自噬是机体应对损伤的一个过程，完整的自噬包括自噬前体的形成、自噬体的形成、自噬溶酶体的形成以及自噬溶酶体的降解，这整个发生过程称为“自噬流”[17]。完整、顺畅的自噬过程不仅可以通过三磷酸腺苷循环提供能量，还可以消除受损的蛋白质和细胞器来保护心脏，是心梗后维持正常心脏功能所必需的[18]。有研究表明，在使用海藻糖、雷帕霉素、白藜芦醇等自噬激动剂促进或恢复受损心肌的自噬流后，限制了心肌缺血时的损伤，减少了慢性缺血重构；而在抑制自噬的表达后，加剧了心梗后的缺血损伤及心功能障碍[19-23]。

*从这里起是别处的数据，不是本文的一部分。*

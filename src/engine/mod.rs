//! Engagement engine
//!
//! The request path mutates the cache and answers immediately. Store
//! reconciliation goes to the `store` worker pool or the like stream, cache
//! fills go to the `cache` pool, so a slow store never starves repopulation.

mod articles;
mod likes;
mod replies;
mod workers;

use serde::{Deserialize, Serialize};
use std::future::Future;
use std::sync::Arc;
use std::time::Duration;
use tracing::debug;

pub use likes::reconcile_like;
pub use workers::{Job, PoolConfig, PoolStats, WorkerPool};

use crate::cache::CacheStore;
use crate::db::ForumStore;
use crate::error::{ForumError, Result};
use crate::mq::Broker;
use crate::types::Target;

/// Where a confirmed like toggle is reconciled
#[derive(Debug, Clone, Copy, Default, PartialEq, Eq, Serialize, Deserialize)]
#[serde(rename_all = "lowercase")]
pub enum LikePersistence {
  /// Background job on the store pool
  #[default]
  Direct,
  /// `LikeChangedEvent` on the like stream
  Queue,
}

impl std::str::FromStr for LikePersistence {
  type Err = String;

  fn from_str(s: &str) -> std::result::Result<Self, Self::Err> {
    match s.to_lowercase().as_str() {
      "direct" => Ok(LikePersistence::Direct),
      "queue" | "mq" => Ok(LikePersistence::Queue),
      _ => Err(format!("Unknown like persistence: {}", s)),
    }
  }
}

#[derive(Debug, Clone)]
pub struct EngineConfig {
  pub like_persistence: LikePersistence,
  pub reply_meta_ttl: Duration,
  pub article_meta_ttl: Duration,
  pub placeholder_ttl: Duration,
  /// Deepest level expanded when listing replies (top level is 0)
  pub max_depth: u32,
  /// Children expanded per reply
  pub max_children: usize,
  /// Largest reply body, in characters
  pub max_content_len: usize,
  /// Largest page size accepted by listings
  pub max_page_size: u32,
  pub store_pool: PoolConfig,
  pub cache_pool: PoolConfig,
}

impl Default for EngineConfig {
  fn default() -> Self {
    Self {
      like_persistence: LikePersistence::default(),
      reply_meta_ttl: Duration::from_secs(3600),
      article_meta_ttl: Duration::from_secs(3600),
      placeholder_ttl: Duration::from_secs(60),
      max_depth: 8,
      max_children: 200,
      max_content_len: 500,
      max_page_size: 100,
      store_pool: PoolConfig::default(),
      cache_pool: PoolConfig::default(),
    }
  }
}

pub struct ForumEngine {
  store: Arc<dyn ForumStore>,
  cache: Arc<dyn CacheStore>,
  broker: Arc<dyn Broker>,
  store_pool: WorkerPool,
  cache_pool: WorkerPool,
  config: EngineConfig,
}

impl ForumEngine {
  /// Must be called inside a tokio runtime; the worker pools start here.
  pub fn new(
    store: Arc<dyn ForumStore>,
    cache: Arc<dyn CacheStore>,
    broker: Arc<dyn Broker>,
    config: EngineConfig,
  ) -> Self {
    Self {
      store_pool: WorkerPool::new("store", config.store_pool.clone()),
      cache_pool: WorkerPool::new("cache", config.cache_pool.clone()),
      store,
      cache,
      broker,
      config,
    }
  }

  pub fn store(&self) -> &Arc<dyn ForumStore> {
    &self.store
  }

  pub fn cache(&self) -> &Arc<dyn CacheStore> {
    &self.cache
  }

  pub fn broker(&self) -> &Arc<dyn Broker> {
    &self.broker
  }

  pub fn config(&self) -> &EngineConfig {
    &self.config
  }

  pub fn store_pool(&self) -> &WorkerPool {
    &self.store_pool
  }

  pub fn cache_pool(&self) -> &WorkerPool {
    &self.cache_pool
  }

  /// Wait for every background job submitted so far.
  pub async fn wait_idle(&self) {
    self.store_pool.wait_idle().await;
    self.cache_pool.wait_idle().await;
  }

  /// Stop both pools after draining them.
  pub async fn shutdown(&self) {
    self.store_pool.shutdown().await;
    self.cache_pool.shutdown().await;
  }

  /// Queue a row-level store update. A `false` result means no row matched.
  fn submit_store<F>(&self, op: &'static str, target: Target, update: F)
  where
    F: Future<Output = anyhow::Result<bool>> + Send + 'static,
  {
    self.store_pool.submit(Job::new(op, target, async move {
      if !update.await? {
        debug!(op, target_id = target.id, target_type = %target.kind, "Store update matched no row");
      }
      Ok(())
    }));
  }
}

pub(crate) fn validate_id(name: &str, id: i64) -> Result<()> {
  if id <= 0 {
    return Err(ForumError::Validation(format!("{} must be positive", name)));
  }
  Ok(())
}

pub(crate) fn validate_page(page: u32, size: u32, max_size: u32) -> Result<()> {
  if page == 0 {
    return Err(ForumError::Validation("page starts at 1".to_string()));
  }
  if size == 0 || size > max_size {
    return Err(ForumError::Validation(format!(
      "page size must be between 1 and {}",
      max_size
    )));
  }
  Ok(())
}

在自噬调节的标志物中，Beclin1是启动自噬的关键因子，是自噬小体形成所必须的，其表达量的高低与自噬活性呈正相关[24]。LC3-Ⅱ是自噬小体的标志蛋白，其数量的增加既可能是自噬诱导，也可能是低效的溶酶体降解，要结合自噬流这一整体过程进行评估[25]。P62是一种泛素结合蛋白，当自噬溶酶体形成障碍，自噬降解速率降低时可在胞内累积，其水平与自噬流的强弱呈反相关[26]。此外，一个健康、功能良好的溶酶体系统对于自噬流的整个过程也是至关重要的，而LAMP2正是调节溶酶体功能的关键因子，能促进自噬体与溶酶体的融合[27]。本研究结果显示，鹿红方可以改善心梗大鼠的心功能，减少心肌纤维化的面积，减轻心肌组织结构损伤，降低血清LDH、CK-MB活性；同时可以提高心梗大鼠心肌组织中Beclin1、LAMP2、LC3-Ⅱ表达，降低P62表达，增加心梗后心肌组织中自噬小体和自噬溶酶体的形成，促进受损心肌的自噬流，但是在与氯喹合用后，鹿红方的上述调节作用均被阻断，提示鹿红方至少部分通过促进心肌细胞的自噬流来改善心梗后的心肌损伤和心功能障碍。

综上所述，鹿红方可以通过调节Beclin1/LAMP2介导的途径，提高自噬小体的形成和促进自噬流的通畅来减轻心肌梗死后的心脏功能障碍，发挥心脏保护作用。然而，调控Beclin1/LAMP2的上游通路众多，鹿红方是如何上调Beclin1/LAMP2表达的机制尚不明确，这将是本课题组下一步的研究计划。